ASSIGNMENT – Word for word, restate every entry shown below.

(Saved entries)
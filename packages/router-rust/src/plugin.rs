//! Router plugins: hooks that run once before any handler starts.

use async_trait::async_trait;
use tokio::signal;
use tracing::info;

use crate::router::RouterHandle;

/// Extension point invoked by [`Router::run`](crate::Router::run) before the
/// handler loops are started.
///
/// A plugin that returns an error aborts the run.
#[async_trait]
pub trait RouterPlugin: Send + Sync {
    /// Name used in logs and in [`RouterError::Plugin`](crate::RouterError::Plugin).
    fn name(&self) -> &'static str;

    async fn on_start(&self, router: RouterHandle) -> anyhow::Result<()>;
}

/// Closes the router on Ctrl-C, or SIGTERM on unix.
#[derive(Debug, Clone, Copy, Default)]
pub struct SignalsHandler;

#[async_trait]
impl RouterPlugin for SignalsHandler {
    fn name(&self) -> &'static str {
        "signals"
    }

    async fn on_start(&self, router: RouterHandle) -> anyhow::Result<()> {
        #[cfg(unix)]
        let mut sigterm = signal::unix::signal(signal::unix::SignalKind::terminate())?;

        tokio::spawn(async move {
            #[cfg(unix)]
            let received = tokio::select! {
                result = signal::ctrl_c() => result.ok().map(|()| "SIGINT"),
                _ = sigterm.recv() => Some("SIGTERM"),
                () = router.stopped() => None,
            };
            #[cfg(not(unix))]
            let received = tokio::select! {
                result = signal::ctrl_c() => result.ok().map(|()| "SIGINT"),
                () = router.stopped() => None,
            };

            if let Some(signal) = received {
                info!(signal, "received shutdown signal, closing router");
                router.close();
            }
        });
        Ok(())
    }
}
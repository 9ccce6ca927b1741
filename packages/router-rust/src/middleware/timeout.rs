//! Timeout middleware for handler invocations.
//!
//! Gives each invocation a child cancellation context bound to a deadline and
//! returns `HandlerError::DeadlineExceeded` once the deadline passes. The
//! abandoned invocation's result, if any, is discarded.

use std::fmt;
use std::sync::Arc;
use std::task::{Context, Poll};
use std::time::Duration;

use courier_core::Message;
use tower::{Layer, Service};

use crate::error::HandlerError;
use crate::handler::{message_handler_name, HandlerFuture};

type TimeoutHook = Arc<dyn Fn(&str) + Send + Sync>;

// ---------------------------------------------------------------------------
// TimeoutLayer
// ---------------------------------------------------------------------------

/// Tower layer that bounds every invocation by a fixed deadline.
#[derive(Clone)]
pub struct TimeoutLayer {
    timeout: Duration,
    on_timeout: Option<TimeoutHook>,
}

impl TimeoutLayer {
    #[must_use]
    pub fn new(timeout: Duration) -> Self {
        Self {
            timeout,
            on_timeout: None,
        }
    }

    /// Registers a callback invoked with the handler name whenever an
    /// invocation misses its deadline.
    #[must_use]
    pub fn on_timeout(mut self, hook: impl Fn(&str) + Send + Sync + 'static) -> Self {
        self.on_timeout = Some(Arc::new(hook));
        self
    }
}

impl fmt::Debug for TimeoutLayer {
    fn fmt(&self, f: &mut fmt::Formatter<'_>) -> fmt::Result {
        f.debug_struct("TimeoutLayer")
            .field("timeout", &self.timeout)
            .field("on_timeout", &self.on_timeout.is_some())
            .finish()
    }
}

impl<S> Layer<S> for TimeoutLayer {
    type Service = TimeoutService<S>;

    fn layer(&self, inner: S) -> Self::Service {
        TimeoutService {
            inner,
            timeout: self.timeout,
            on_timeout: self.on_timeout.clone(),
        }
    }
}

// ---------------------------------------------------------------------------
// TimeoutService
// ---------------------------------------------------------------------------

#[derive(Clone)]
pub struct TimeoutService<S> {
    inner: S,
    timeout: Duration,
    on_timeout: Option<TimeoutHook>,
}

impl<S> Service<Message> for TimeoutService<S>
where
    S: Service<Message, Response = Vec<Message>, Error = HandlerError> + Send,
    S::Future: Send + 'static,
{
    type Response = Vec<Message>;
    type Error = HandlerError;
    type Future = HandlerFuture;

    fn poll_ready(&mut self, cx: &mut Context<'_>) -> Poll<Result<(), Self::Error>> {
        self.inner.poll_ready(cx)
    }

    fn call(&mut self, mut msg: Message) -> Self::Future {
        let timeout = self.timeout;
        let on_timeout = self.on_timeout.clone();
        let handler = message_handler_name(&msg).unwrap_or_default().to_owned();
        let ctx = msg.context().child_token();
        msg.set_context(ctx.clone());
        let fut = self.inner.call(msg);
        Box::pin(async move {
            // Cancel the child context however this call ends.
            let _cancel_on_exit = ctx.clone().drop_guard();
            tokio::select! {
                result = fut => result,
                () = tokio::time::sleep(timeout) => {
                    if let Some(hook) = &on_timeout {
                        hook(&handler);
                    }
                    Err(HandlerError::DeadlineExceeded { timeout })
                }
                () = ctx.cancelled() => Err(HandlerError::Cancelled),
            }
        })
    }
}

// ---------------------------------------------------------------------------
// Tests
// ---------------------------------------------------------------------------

TASK SOLUTION –
filename packages/router-rust/src/plugin.rs
//! Router plugins: hooks that run once before any handler starts.

use async_trait::async_trait;
use tokio::signal;
use tracing::info;

use crate::router::RouterHandle;

/// Extension point invoked by [`Router::run`](crate::Router::run) before the
/// handler loops are started.
///
/// A plugin that returns an error aborts the run.
#[async_trait]
pub trait RouterPlugin: Send + Sync {
    /// Name used in logs and in [`RouterError::Plugin`](crate::RouterError::Plugin).
    fn name(&self) -> &'static str;

    async fn on_start(&self, router: RouterHandle) -> anyhow::Result<()>;
}

/// Closes the router on Ctrl-C, or SIGTERM on unix.
#[derive(Debug, Clone, Copy, Default)]
pub struct SignalsHandler;

#[async_trait]
impl RouterPlugin for SignalsHandler {
    fn name(&self) -> &'static str {
        "signals"
    }

    async fn on_start(&self, router: RouterHandle) -> anyhow::Result<()> {
        #[cfg(unix)]
        let mut sigterm = signal::unix::signal(signal::unix::SignalKind::terminate())?;

        tokio::spawn(async move {
            #[cfg(unix)]
            let received = tokio::select! {
                result = signal::ctrl_c() => result.ok().map(|()| "SIGINT"),
                _ = sigterm.recv() => Some("SIGTERM"),
                () = router.stopped() => None,
            };
            #[cfg(not(unix))]
            let received = tokio::select! {
                result = signal::ctrl_c() => result.ok().map(|()| "SIGINT"),
                () = router.stopped() => None,
            };

            if let Some(signal) = received {
                info!(signal, "received shutdown signal, closing router");
                router.close();
            }
        });
        Ok(())
    }
}
repository 9ccce6ca927b1741
filename packages/router-rust/src/middleware/timeout.rs
//! Timeout middleware for handler invocations.
//!
//! Gives each invocation a child cancellation context bound to a deadline and
//! returns `HandlerError::DeadlineExceeded` once the deadline passes. The
//! abandoned invocation's result, if any, is discarded.

use std::fmt;
use std::sync::Arc;
use std::task::{Context, Poll};
use std::time::Duration;

use courier_core::Message;
use tower::{Layer, Service};

use crate::error::HandlerError;
use crate::handler::{message_handler_name, HandlerFuture};

type TimeoutHook = Arc<dyn Fn(&str) + Send + Sync>;

// ---------------------------------------------------------------------------
// TimeoutLayer
// ---------------------------------------------------------------------------

/// Tower layer that bounds every invocation by a fixed deadline.
#[derive(Clone)]
pub struct TimeoutLayer {
    timeout: Duration,
    on_timeout: Option<TimeoutHook>,
}

impl TimeoutLayer {
    #[must_use]
    pub fn new(timeout: Duration) -> Self {
        Self {
            timeout,
            on_timeout: None,
        }
    }

    /// Registers a callback invoked with the handler name whenever an
    /// invocation misses its deadline.
    #[must_use]
    pub fn on_timeout(mut self, hook: impl Fn(&str) + Send + Sync + 'static) -> Self {
        self.on_timeout = Some(Arc::new(hook));
        self
    }
}

impl fmt::Debug for TimeoutLayer {
    fn fmt(&self, f: &mut fmt::Formatter<'_>) -> fmt::Result {
        f.debug_struct("TimeoutLayer")
            .field("timeout", &self.timeout)
            .field("on_timeout", &self.on_timeout.is_some())
            .finish()
    }
}

impl<S> Layer<S> for TimeoutLayer {
    type Service = TimeoutService<S>;

    fn layer(&self, inner: S) -> Self::Service {
        TimeoutService {
            inner,
            timeout: self.timeout,
            on_timeout: self.on_timeout.clone(),
        }
    }
}

// ---------------------------------------------------------------------------
// TimeoutService
// ---------------------------------------------------------------------------

#[derive(Clone)]
pub struct TimeoutService<S> {
    inner: S,
    timeout: Duration,
    on_timeout: Option<TimeoutHook>,
}

impl<S> Service<Message> for TimeoutService<S>
where
    S: Service<Message, Response = Vec<Message>, Error = HandlerError> + Send,
    S::Future: Send + 'static,
{
    type Response = Vec<Message>;
    type Error = HandlerError;
    type Future = HandlerFuture;

    fn poll_ready(&mut self, cx: &mut Context<'_>) -> Poll<Result<(), Self::Error>> {
        self.inner.poll_ready(cx)
    }

    fn call(&mut self, mut msg: Message) -> Self::Future {
        let timeout = self.timeout;
        let on_timeout = self.on_timeout.clone();
        let handler = message_handler_name(&msg).unwrap_or_default().to_owned();
        let ctx = msg.context().child_token();
        msg.set_context(ctx.clone());
        let fut = self.inner.call(msg);
        Box::pin(async move {
            // Cancel the child context however this call ends.
            let _cancel_on_exit = ctx.clone().drop_guard();
            tokio::select! {
                result = fut => result,
                () = tokio::time::sleep(timeout) => {
                    if let Some(hook) = &on_timeout {
                        hook(&handler);
                    }
                    Err(HandlerError::DeadlineExceeded { timeout })
                }
                () = ctx.cancelled() => Err(HandlerError::Cancelled),
            }
        })
    }
}

// ---------------------------------------------------------------------------
// Tests
// ---------------------------------------------------------------------------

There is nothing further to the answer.